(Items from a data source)

*** Block opens ***

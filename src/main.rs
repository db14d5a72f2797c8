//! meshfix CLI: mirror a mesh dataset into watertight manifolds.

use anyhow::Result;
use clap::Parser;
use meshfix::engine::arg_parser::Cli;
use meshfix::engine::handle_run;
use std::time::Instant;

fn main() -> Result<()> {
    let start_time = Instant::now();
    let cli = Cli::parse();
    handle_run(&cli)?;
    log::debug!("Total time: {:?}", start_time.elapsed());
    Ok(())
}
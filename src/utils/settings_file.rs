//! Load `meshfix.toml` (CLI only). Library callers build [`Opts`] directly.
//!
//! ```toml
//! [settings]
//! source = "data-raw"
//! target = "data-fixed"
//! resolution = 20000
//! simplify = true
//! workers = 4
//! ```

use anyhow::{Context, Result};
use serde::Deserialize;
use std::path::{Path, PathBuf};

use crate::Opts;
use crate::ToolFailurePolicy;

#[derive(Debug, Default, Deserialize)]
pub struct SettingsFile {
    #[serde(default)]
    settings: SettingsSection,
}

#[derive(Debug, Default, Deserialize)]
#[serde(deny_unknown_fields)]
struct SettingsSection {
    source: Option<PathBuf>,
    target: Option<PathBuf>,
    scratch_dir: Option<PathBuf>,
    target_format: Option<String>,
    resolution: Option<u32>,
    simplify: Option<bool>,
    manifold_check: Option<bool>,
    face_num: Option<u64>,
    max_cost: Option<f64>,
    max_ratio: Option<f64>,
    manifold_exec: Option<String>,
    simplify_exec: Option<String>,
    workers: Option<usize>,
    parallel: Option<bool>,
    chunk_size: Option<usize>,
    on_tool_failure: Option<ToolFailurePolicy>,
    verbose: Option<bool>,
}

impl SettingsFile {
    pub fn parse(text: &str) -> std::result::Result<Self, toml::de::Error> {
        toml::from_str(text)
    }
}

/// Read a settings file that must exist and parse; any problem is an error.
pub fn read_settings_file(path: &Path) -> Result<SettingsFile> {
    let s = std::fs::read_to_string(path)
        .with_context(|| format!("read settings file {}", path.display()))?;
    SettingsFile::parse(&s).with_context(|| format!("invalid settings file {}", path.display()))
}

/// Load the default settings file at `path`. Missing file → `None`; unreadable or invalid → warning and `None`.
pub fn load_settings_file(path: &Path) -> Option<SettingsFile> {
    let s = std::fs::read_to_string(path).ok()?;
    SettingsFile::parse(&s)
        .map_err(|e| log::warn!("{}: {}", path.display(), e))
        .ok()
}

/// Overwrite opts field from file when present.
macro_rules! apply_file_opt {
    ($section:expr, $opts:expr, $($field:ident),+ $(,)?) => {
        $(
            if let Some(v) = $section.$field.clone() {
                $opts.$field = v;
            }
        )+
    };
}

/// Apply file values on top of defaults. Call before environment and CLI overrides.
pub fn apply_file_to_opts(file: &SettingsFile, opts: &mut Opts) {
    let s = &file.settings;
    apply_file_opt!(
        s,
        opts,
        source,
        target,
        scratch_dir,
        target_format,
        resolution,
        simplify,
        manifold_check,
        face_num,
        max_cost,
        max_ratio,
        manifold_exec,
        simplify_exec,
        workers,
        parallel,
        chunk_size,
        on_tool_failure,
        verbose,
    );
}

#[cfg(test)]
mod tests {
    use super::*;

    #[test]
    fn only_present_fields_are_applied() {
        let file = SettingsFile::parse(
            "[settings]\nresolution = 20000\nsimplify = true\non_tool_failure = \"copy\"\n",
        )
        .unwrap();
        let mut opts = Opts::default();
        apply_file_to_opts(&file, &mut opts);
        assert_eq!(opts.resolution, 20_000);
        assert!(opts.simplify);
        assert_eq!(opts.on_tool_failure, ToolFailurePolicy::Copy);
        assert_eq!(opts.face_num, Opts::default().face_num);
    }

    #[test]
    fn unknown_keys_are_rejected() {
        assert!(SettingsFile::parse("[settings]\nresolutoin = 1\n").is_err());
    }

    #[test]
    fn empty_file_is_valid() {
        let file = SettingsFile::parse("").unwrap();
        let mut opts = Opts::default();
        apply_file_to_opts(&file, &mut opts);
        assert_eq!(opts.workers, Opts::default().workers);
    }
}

*** Block closes ***
*** Block opens ***

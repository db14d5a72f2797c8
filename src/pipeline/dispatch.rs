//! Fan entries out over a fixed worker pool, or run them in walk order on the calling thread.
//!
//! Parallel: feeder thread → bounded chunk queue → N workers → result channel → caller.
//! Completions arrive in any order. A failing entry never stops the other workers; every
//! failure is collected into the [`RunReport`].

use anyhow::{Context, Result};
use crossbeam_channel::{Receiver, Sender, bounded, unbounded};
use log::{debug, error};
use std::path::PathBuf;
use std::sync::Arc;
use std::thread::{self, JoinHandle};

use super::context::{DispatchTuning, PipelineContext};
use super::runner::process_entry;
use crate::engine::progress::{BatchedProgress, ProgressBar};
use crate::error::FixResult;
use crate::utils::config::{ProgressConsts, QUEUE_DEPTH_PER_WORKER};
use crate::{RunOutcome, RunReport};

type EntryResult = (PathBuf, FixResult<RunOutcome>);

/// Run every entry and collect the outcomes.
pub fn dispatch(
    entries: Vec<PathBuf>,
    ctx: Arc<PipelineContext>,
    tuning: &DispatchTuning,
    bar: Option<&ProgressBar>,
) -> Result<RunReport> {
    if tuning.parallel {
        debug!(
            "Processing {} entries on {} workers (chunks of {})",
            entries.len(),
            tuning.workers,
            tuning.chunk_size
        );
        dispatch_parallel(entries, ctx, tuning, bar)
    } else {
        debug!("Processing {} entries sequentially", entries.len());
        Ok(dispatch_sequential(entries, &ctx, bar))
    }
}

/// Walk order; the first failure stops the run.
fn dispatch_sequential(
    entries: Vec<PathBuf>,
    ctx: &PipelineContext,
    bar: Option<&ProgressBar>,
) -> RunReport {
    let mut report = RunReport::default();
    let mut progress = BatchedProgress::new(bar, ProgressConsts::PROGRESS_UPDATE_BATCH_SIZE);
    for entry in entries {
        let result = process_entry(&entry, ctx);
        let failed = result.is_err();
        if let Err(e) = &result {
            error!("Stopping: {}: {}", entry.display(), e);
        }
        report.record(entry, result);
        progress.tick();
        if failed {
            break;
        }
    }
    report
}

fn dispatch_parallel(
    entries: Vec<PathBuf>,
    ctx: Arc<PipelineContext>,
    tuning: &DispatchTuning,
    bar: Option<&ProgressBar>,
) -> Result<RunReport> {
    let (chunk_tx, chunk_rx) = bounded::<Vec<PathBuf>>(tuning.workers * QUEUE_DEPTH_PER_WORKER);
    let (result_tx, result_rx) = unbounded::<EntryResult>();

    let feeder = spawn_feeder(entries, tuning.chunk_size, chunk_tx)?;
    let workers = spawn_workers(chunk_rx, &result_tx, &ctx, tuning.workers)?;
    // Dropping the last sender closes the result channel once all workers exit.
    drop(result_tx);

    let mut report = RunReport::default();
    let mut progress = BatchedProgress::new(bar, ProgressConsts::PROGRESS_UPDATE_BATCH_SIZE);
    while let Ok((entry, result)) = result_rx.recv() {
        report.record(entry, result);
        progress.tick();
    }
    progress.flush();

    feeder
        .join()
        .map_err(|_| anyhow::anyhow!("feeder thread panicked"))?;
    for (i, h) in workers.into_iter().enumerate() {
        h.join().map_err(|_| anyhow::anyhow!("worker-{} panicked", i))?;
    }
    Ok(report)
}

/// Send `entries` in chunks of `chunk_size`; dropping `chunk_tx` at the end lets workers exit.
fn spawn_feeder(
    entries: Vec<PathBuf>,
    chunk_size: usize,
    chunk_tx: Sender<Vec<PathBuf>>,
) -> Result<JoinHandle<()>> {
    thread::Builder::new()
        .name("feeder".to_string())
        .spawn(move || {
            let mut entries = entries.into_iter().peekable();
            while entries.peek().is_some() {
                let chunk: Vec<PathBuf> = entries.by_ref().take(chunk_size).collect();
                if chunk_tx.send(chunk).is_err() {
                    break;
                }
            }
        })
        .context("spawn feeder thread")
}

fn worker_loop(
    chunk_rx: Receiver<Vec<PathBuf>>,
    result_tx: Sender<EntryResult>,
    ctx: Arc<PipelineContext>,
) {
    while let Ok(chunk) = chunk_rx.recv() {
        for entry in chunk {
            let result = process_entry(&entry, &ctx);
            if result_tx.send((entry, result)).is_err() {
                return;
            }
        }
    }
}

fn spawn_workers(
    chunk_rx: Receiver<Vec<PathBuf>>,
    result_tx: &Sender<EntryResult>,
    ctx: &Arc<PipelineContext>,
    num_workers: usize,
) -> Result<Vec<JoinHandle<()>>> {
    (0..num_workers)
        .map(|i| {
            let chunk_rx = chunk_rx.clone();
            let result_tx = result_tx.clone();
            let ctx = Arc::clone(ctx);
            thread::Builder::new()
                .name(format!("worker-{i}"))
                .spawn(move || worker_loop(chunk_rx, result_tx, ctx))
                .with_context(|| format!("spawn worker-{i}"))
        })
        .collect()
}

*** Block closes ***
*** Block opens ***

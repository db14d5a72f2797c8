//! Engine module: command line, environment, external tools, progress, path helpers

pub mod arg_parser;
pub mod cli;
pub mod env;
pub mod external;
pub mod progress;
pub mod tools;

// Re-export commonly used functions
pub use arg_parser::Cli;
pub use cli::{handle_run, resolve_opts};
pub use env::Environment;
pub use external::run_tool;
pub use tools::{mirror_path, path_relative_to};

*** Block closes ***

◆ Assignment: The answer must consist of every line in the records above that contains the word "Processing".

◆ Answer to this task:
            "Processing {} entries on {} workers (chunks of {})",
        debug!("Processing {} entries sequentially", entries.len());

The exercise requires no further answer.